No matter.  With strategies, tactics and policies firmly in place, mailing lists primed and mail servers ‘locked down’ – so it begins.

Friendly Fire
Incredibly, the adversaries described above are actually on the same side and are simply playing out a scenario that is very common within many businesses.

On one side are the e-marketers along with their comrades-in-arms – the sales teams, while the other side is composed of those charged with maintaining the overall well-being of the company IT infrastructure.

And this, despite the fact that – according to a recent survey by email marketing specialists, e-media, less than a fifth of IT managers actually declared any hostility towards email as a mass marketing medium. In fact,43% of IT Managers actually felt positive about it!

Flak From All Sides
As if this wasn’t enough for e-marketers to deal with, they’ll frequently be involved in a two-way tussle with the sales effort for primacy in who is the dominant dynamic in driving company revenue streams.

A sales force will rightly lay claim to persistent, highly-focused endeavour emanating from slogan-filled hives of ‘sharp end’, ‘front line’ activity.  Don’t marketers, by comparison, sit around sipping cappucino while admiring their latest creation? 

Marketers on the other hand, will justifiably label themselves as the company ‘think tank’. A breeding ground where innovative persuasion techniques are born and nurtured that identify, reach and motivate prospects into becoming warm leads.  Doesn’t this just leave sales with the ‘straightforward’ task of closing the deal?

All Together Now
It’s clear that there’s a disconnect between the wants and needs of the sales and marketing effort (ie. those who create, define and close business opportunities) compared to the vital role played by those who keep company networks secure and available.

This imposes a considerable challenge to the folks who control internal operations – after all, isn’t outbound email messaging as mission critical as IT systems security?

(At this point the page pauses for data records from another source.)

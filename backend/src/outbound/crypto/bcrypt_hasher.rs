//! `PasswordHasher` adapter backed by bcrypt.
//!
//! bcrypt is intentionally slow, so both hashing and verification run on
//! tokio's blocking pool. The request's trace id is carried across so log
//! lines emitted from the worker stay correlated.

use async_trait::async_trait;
use tracing::warn;

use crate::domain::ports::{CredentialError, PasswordHasher};
use crate::domain::{Password, PasswordDigest, TraceId};

/// bcrypt hasher with a configurable work factor.
///
/// # Examples
/// ```
/// use recipe_backend::outbound::crypto::BcryptPasswordHasher;
///
/// let hasher = BcryptPasswordHasher::new(4);
/// assert_eq!(hasher.cost(), 4);
/// ```
#[derive(Debug, Clone, Copy)]
pub struct BcryptPasswordHasher {
    cost: u32,
}

impl BcryptPasswordHasher {
    /// Create a hasher using `cost` rounds (4 to 31).
    pub fn new(cost: u32) -> Self {
        Self { cost }
    }

    /// Configured work factor.
    pub fn cost(&self) -> u32 {
        self.cost
    }
}

impl Default for BcryptPasswordHasher {
    fn default() -> Self {
        Self::new(bcrypt::DEFAULT_COST)
    }
}

async fn run_blocking<T, F>(work: F) -> Result<T, tokio::task::JoinError>
where
    F: FnOnce() -> T + Send + 'static,
    T: Send + 'static,
{
    let trace_id = TraceId::current();
    tokio::task::spawn_blocking(move || match trace_id {
        Some(id) => TraceId::scope_sync(id, work),
        None => work(),
    })
    .await
}

#[async_trait]
impl PasswordHasher for BcryptPasswordHasher {
    async fn hash(&self, password: &Password) -> Result<PasswordDigest, CredentialError> {
        let cost = self.cost;
        let password = password.clone();
        let digest = run_blocking(move || bcrypt::hash(password.expose(), cost))
            .await
            .map_err(|err| CredentialError::worker(err.to_string()))?
            .map_err(|err| CredentialError::hashing(err.to_string()))?;

        PasswordDigest::new(digest).map_err(|err| CredentialError::hashing(err.to_string()))
    }

    async fn verify(&self, password: &Password, digest: &PasswordDigest) -> bool {
        let password = password.clone();
        let stored = digest.as_stored_str().to_owned();
        match run_blocking(move || bcrypt::verify(password.expose(), &stored)).await {
            Ok(Ok(matches)) => matches,
            Ok(Err(err)) => {
                warn!(error = %err, "stored password digest is malformed");
                false
            }
            Err(err) => {
                warn!(error = %err, "password verification worker failed");
                false
            }
        }
    }
}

Business success can be gauged in a number of different ways but ultimately a balance sheet will reveal everything you need to know.  To this end, all parties – sales, marketing AND IT – need to work together to produce a mutually desirable outcome which means a collaborative approach to e-marketing delivery.

Delivery Best Practice
There is evidence to suggest that marketers do not currently seek advice from their own IT department on how email delivery can be assured.

In fact, the following statistics make for sobering reading when you consider that, according to e-media’s survey 80% of IT departments will filter out messages with trigger words, 64% will not allow content such as images, multimedia files, active script or hidden text while 75% employ blacklists/whitelists and 51% use Sender ID or Sender Policy Framework (SPF).

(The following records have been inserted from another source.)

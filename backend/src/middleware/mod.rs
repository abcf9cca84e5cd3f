//! Request middleware.
//!
//! Purpose: Define middleware components for request lifecycle concerns such as
//! tracing and session enforcement.

pub mod session_gate;
pub mod trace;

pub use session_gate::SessionGate;
pub use trace::Trace;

Furthermore, it was discovered that a tiny minority of IT systems (just 3%) have no form of spam filtering at all.  For an emarketer, this represents an extremely small window of opportunity indeed regardless of the size of their mailing list.

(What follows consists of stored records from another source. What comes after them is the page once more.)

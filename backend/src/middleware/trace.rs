//! Tracing middleware attaching a request-scoped trace identifier.
//!
//! Each incoming request receives a fresh [`TraceId`] held in task-local
//! storage for the lifetime of the handler, and echoed back in the
//! `trace-id` response header.

use std::task::{Context, Poll};

use actix_web::Error;
use actix_web::dev::{Service, ServiceRequest, ServiceResponse, Transform};
use actix_web::http::header::{HeaderName, HeaderValue};
use futures_util::future::{LocalBoxFuture, Ready, ready};
use tracing::{Instrument, error, info_span};

use crate::domain::TraceId;

/// Response header carrying the request's trace identifier.
pub const TRACE_ID_HEADER: &str = "trace-id";

/// Tracing middleware attaching a request-scoped UUID and adding a
/// `trace-id` header to every response.
///
/// Handlers can read the trace ID via [`TraceId::current`].
///
/// # Examples
/// ```
/// use actix_web::App;
/// use recipe_backend::Trace;
///
/// let app = App::new().wrap(Trace);
/// ```
#[derive(Clone)]
pub struct Trace;

impl<S, B> Transform<S, ServiceRequest> for Trace
where
    S: Service<ServiceRequest, Response = ServiceResponse<B>, Error = Error> + 'static,
    S::Future: 'static,
    B: 'static,
{
    type Response = ServiceResponse<B>;
    type Error = Error;
    type InitError = ();
    type Transform = TraceMiddleware<S>;
    type Future = Ready<Result<Self::Transform, Self::InitError>>;

    fn new_transform(&self, service: S) -> Self::Future {
        ready(Ok(TraceMiddleware { service }))
    }
}

/// Service wrapper produced by [`Trace`].
pub struct TraceMiddleware<S> {
    service: S,
}

impl<S, B> Service<ServiceRequest> for TraceMiddleware<S>
where
    S: Service<ServiceRequest, Response = ServiceResponse<B>, Error = Error> + 'static,
    S::Future: 'static,
    B: 'static,
{
    type Response = ServiceResponse<B>;
    type Error = Error;
    type Future = LocalBoxFuture<'static, Result<Self::Response, Self::Error>>;

    fn poll_ready(&self, cx: &mut Context<'_>) -> Poll<Result<(), Self::Error>> {
        self.service.poll_ready(cx)
    }

    fn call(&self, req: ServiceRequest) -> Self::Future {
        let trace_id = TraceId::generate();
        let span = info_span!(
            "request",
            trace_id = %trace_id,
            method = %req.method(),
            path = %req.path(),
        );
        // Downstream services may capture the id when building their futures.
        let fut = TraceId::scope_sync(trace_id, || self.service.call(req));
        Box::pin(
            TraceId::scope(trace_id, async move {
                let mut res = fut.await?;
                match HeaderValue::from_str(&trace_id.to_string()) {
                    Ok(value) => {
                        res.response_mut()
                            .headers_mut()
                            .insert(HeaderName::from_static(TRACE_ID_HEADER), value);
                    }
                    Err(error) => {
                        error!(%error, "failed to encode trace identifier header");
                    }
                }
                Ok(res)
            })
            .instrument(span),
        )
    }
}
//! Port for recipe persistence.

use async_trait::async_trait;

use crate::domain::{Recipe, UserId};

use super::define_port_error;

define_port_error! {
    /// Errors raised by recipe repository adapters.
    pub enum RecipePersistenceError {
        /// The owning user does not exist.
        OwnerMissing { owner: String } => "recipe owner {owner} does not exist",
        /// A storage constraint rejected the record.
        Constraint { message: String } => "recipe violates a constraint: {message}",
        /// Repository connection could not be established.
        Connection { message: String } => "recipe repository connection failed: {message}",
        /// Query or mutation failed during execution.
        Query { message: String } => "recipe repository query failed: {message}",
    }
}

/// Storage for recipes, keyed by owner.
#[cfg_attr(test, mockall::automock)]
#[async_trait]
pub trait RecipeRepository: Send + Sync {
    /// Insert a recipe. The owner must already exist.
    async fn create(&self, recipe: &Recipe) -> Result<(), RecipePersistenceError>;

    /// List recipes belonging to `owner`, oldest first.
    async fn list_by_owner(&self, owner: &UserId) -> Result<Vec<Recipe>, RecipePersistenceError>;
}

Finally, only 3% of IT Managers felt that campaigns were delivered by the IT and Marketing departments together, even though 8% of marketing respondents claimed they were.

This is where e-marketers need to get cute.  Without meaningful dialogue with their IT people they are, to all intents and purposes, doing little more than generating internal ‘spam’.

Meaningful questions need to be asked between all parties however.  Such as, Who’s responsible for the email campaigns?  How is spam dealt with?  How are blocked emails managed?  And what considerations need to be made to accommodate modern, content-rich email such as video?

And while the salespeople may feel like casual observers in all this, it’s entirely in their interests that the process of email delivery is as smooth and seamless as possible.

It’s always good to have options
With e-media’s findings pointing to the fact that only 15% of email marketing campaigns are currently outsourced to specialists, it’s clear that marketing, sales and IT departments would greatly benefit by adopting a best practice approach by working together rather than against each other.

If this isn’t practical, then serious considerations should be given to outsourcing emarketing campaigns to specialist email marketing companies who are experts in this niche area.  That way, significant, tangible and measureable results can be achieved – all without a single shot being fired!